RECORDS SHOWN:
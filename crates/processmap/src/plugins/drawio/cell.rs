//! Cell discovery
//!
//! First pass of decoding: walk the XML once and collect every `mxCell` of the
//! first `<diagram>` as a flat [`RawCell`] record, without resolving any
//! reference. Well-formedness problems fail the whole scan; odd attribute
//! values are kept as-is and judged later.

use std::collections::BTreeMap;

use quick_xml::events::{BytesStart, Event};
use quick_xml::Reader;
use tracing::{debug, trace};

use crate::core::DiagramError;

/// Ids of the two structural cells every document starts with
pub const SENTINEL_IDS: [&str; 2] = ["0", "1"];

/// Whether an id is one of the structural sentinels
pub fn is_sentinel(id: &str) -> bool {
    SENTINEL_IDS.contains(&id)
}

/// `mxGeometry` attributes as found; absent or unparsable values are `None`
#[derive(Debug, Clone, PartialEq, Default)]
pub struct RawGeometry {
    pub x: Option<f64>,
    pub y: Option<f64>,
    pub width: Option<f64>,
    pub height: Option<f64>,
    /// Positioned relative to an edge (label placement)
    pub relative: bool,
}

/// One `mxCell` as it appears in the document
#[derive(Debug, Clone, PartialEq, Default)]
pub struct RawCell {
    pub id: String,
    pub value: String,
    pub style: String,
    pub parent: Option<String>,
    pub source: Option<String>,
    pub target: Option<String>,
    pub vertex: bool,
    pub edge: bool,
    pub geometry: Option<RawGeometry>,
    /// Attributes of the enclosing `UserObject` other than `id` and `label`
    pub properties: BTreeMap<String, String>,
}

/// Result of scanning a document
#[derive(Debug, Clone, Default)]
pub struct DocumentScan {
    pub diagram_id: Option<String>,
    pub diagram_name: Option<String>,
    /// Cells of the first diagram in document order, sentinels included
    pub cells: Vec<RawCell>,
    /// Number of `<diagram>` elements seen
    pub diagram_count: usize,
    /// The first diagram carried text instead of a graph model
    pub has_text_payload: bool,
}

impl DocumentScan {
    /// Styles of every non-sentinel cell
    pub fn styles(&self) -> Vec<String> {
        self.cells
            .iter()
            .filter(|c| !is_sentinel(&c.id))
            .map(|c| c.style.clone())
            .collect()
    }
}

/// Wrapper element draw.io uses for cells with custom properties
#[derive(Debug, Default)]
struct Wrapper {
    id: Option<String>,
    label: Option<String>,
    properties: BTreeMap<String, String>,
}

fn malformed<E: std::fmt::Display>(reader: &Reader<&[u8]>, err: E) -> DiagramError {
    DiagramError::malformed_input(format!(
        "not well-formed XML near byte {}: {}",
        reader.buffer_position(),
        err
    ))
}

fn element_name(e: &BytesStart<'_>) -> Result<String, DiagramError> {
    std::str::from_utf8(e.name().as_ref())
        .map(str::to_string)
        .map_err(|err| DiagramError::malformed_input(format!("invalid element name: {}", err)))
}

fn attrs_to_map(e: &BytesStart<'_>) -> Result<BTreeMap<String, String>, DiagramError> {
    let mut out = BTreeMap::new();
    for attr in e.attributes() {
        let attr = attr
            .map_err(|err| DiagramError::malformed_input(format!("invalid attribute: {}", err)))?;
        let key = std::str::from_utf8(attr.key.as_ref())
            .map_err(|err| DiagramError::malformed_input(format!("invalid attribute name: {}", err)))?
            .to_string();
        let value = attr
            .unescape_value()
            .map_err(|err| DiagramError::malformed_input(format!("invalid value for {}: {}", key, err)))?
            .into_owned();
        out.insert(key, value);
    }
    Ok(out)
}

fn parse_flag(v: Option<&String>) -> bool {
    matches!(v.map(String::as_str), Some("1" | "true" | "TRUE" | "True"))
}

fn parse_f64_opt(v: Option<&String>) -> Option<f64> {
    v?.trim().parse::<f64>().ok().filter(|n| n.is_finite())
}

fn is_wrapper(name: &str) -> bool {
    name.eq_ignore_ascii_case("UserObject") || name == "object"
}

fn cell_from_attrs(attrs: &BTreeMap<String, String>, wrapper: Option<&Wrapper>) -> RawCell {
    let id = attrs
        .get("id")
        .cloned()
        .or_else(|| wrapper.and_then(|w| w.id.clone()))
        .unwrap_or_default();
    let value = attrs
        .get("value")
        .cloned()
        .or_else(|| wrapper.and_then(|w| w.label.clone()))
        .unwrap_or_default();
    RawCell {
        id,
        value,
        style: attrs.get("style").cloned().unwrap_or_default(),
        parent: attrs.get("parent").cloned(),
        source: attrs.get("source").cloned(),
        target: attrs.get("target").cloned(),
        vertex: parse_flag(attrs.get("vertex")),
        edge: parse_flag(attrs.get("edge")),
        geometry: None,
        properties: wrapper.map(|w| w.properties.clone()).unwrap_or_default(),
    }
}

fn geometry_from_attrs(attrs: &BTreeMap<String, String>) -> RawGeometry {
    RawGeometry {
        x: parse_f64_opt(attrs.get("x")),
        y: parse_f64_opt(attrs.get("y")),
        width: parse_f64_opt(attrs.get("width")),
        height: parse_f64_opt(attrs.get("height")),
        relative: parse_flag(attrs.get("relative")),
    }
}

/// Collect the cells of the first diagram in `xml`
///
/// Fails with `MalformedInput` when the text is not well-formed XML or has no
/// `<diagram>` element.
pub fn scan_document(xml: &str) -> Result<DocumentScan, DiagramError> {
    let mut reader = Reader::from_str(xml);
    reader.config_mut().trim_text(true);

    let mut buf = Vec::new();
    let mut scan = DocumentScan::default();

    let mut depth: usize = 0;
    let mut in_first_diagram = false;
    let mut in_graph_model = false;
    let mut current_cell: Option<usize> = None;
    let mut wrapper: Option<Wrapper> = None;

    loop {
        let event = reader
            .read_event_into(&mut buf)
            .map_err(|e| malformed(&reader, e))?;
        match event {
            Event::Start(ref e) | Event::Empty(ref e) => {
                let is_start = matches!(event, Event::Start(_));
                if is_start {
                    depth += 1;
                }
                let name = element_name(e)?;
                match name.as_str() {
                    "diagram" => {
                        scan.diagram_count += 1;
                        if scan.diagram_count == 1 {
                            let attrs = attrs_to_map(e)?;
                            scan.diagram_id = attrs.get("id").cloned();
                            scan.diagram_name = attrs.get("name").cloned();
                            in_first_diagram = is_start;
                        } else {
                            debug!(index = scan.diagram_count, "Ignoring additional diagram page");
                        }
                    }
                    "mxGraphModel" if in_first_diagram => in_graph_model = is_start,
                    n if is_wrapper(n) && in_first_diagram && is_start => {
                        let mut attrs = attrs_to_map(e)?;
                        wrapper = Some(Wrapper {
                            id: attrs.remove("id"),
                            label: attrs.remove("label"),
                            properties: attrs,
                        });
                    }
                    "mxCell" if in_first_diagram => {
                        let attrs = attrs_to_map(e)?;
                        let cell = cell_from_attrs(&attrs, wrapper.as_ref());
                        trace!(cell_id = %cell.id, vertex = cell.vertex, edge = cell.edge, "Discovered cell");
                        scan.cells.push(cell);
                        current_cell = is_start.then(|| scan.cells.len() - 1);
                    }
                    "mxGeometry" if in_first_diagram => {
                        if let Some(index) = current_cell {
                            let attrs = attrs_to_map(e)?;
                            if scan.cells[index].geometry.is_none() {
                                scan.cells[index].geometry = Some(geometry_from_attrs(&attrs));
                            }
                        }
                    }
                    _ => {}
                }
            }
            Event::End(ref e) => {
                depth = depth.saturating_sub(1);
                match e.name().as_ref() {
                    b"diagram" => in_first_diagram = false,
                    b"mxGraphModel" => in_graph_model = false,
                    b"mxCell" => current_cell = None,
                    name if std::str::from_utf8(name).is_ok_and(is_wrapper) => wrapper = None,
                    _ => {}
                }
            }
            Event::Text(ref t) => {
                if in_first_diagram && !in_graph_model && t.iter().any(|b| !b.is_ascii_whitespace())
                {
                    scan.has_text_payload = true;
                }
            }
            Event::Eof => break,
            _ => {}
        }
        buf.clear();
    }

    if depth != 0 {
        return Err(DiagramError::malformed_input(format!(
            "document ended with {} unclosed element(s)",
            depth
        )));
    }
    if scan.diagram_count == 0 {
        return Err(DiagramError::malformed_input("no <diagram> element found"));
    }
    if scan.has_text_payload && scan.cells.is_empty() {
        return Err(DiagramError::malformed_input(
            "diagram content is compressed; save it uncompressed to open it",
        ));
    }

    debug!(cell_count = scan.cells.len(), "Scanned document");
    Ok(scan)
}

WHAT THE TASK REQUIRES: Wherever the string "mxGraphModel" occurs in the records, copy the line it is in.

EXERCISE ANSWER:
                    "mxGraphModel" if in_first_diagram => in_graph_model = is_start,
                    b"mxGraphModel" => in_graph_model = false,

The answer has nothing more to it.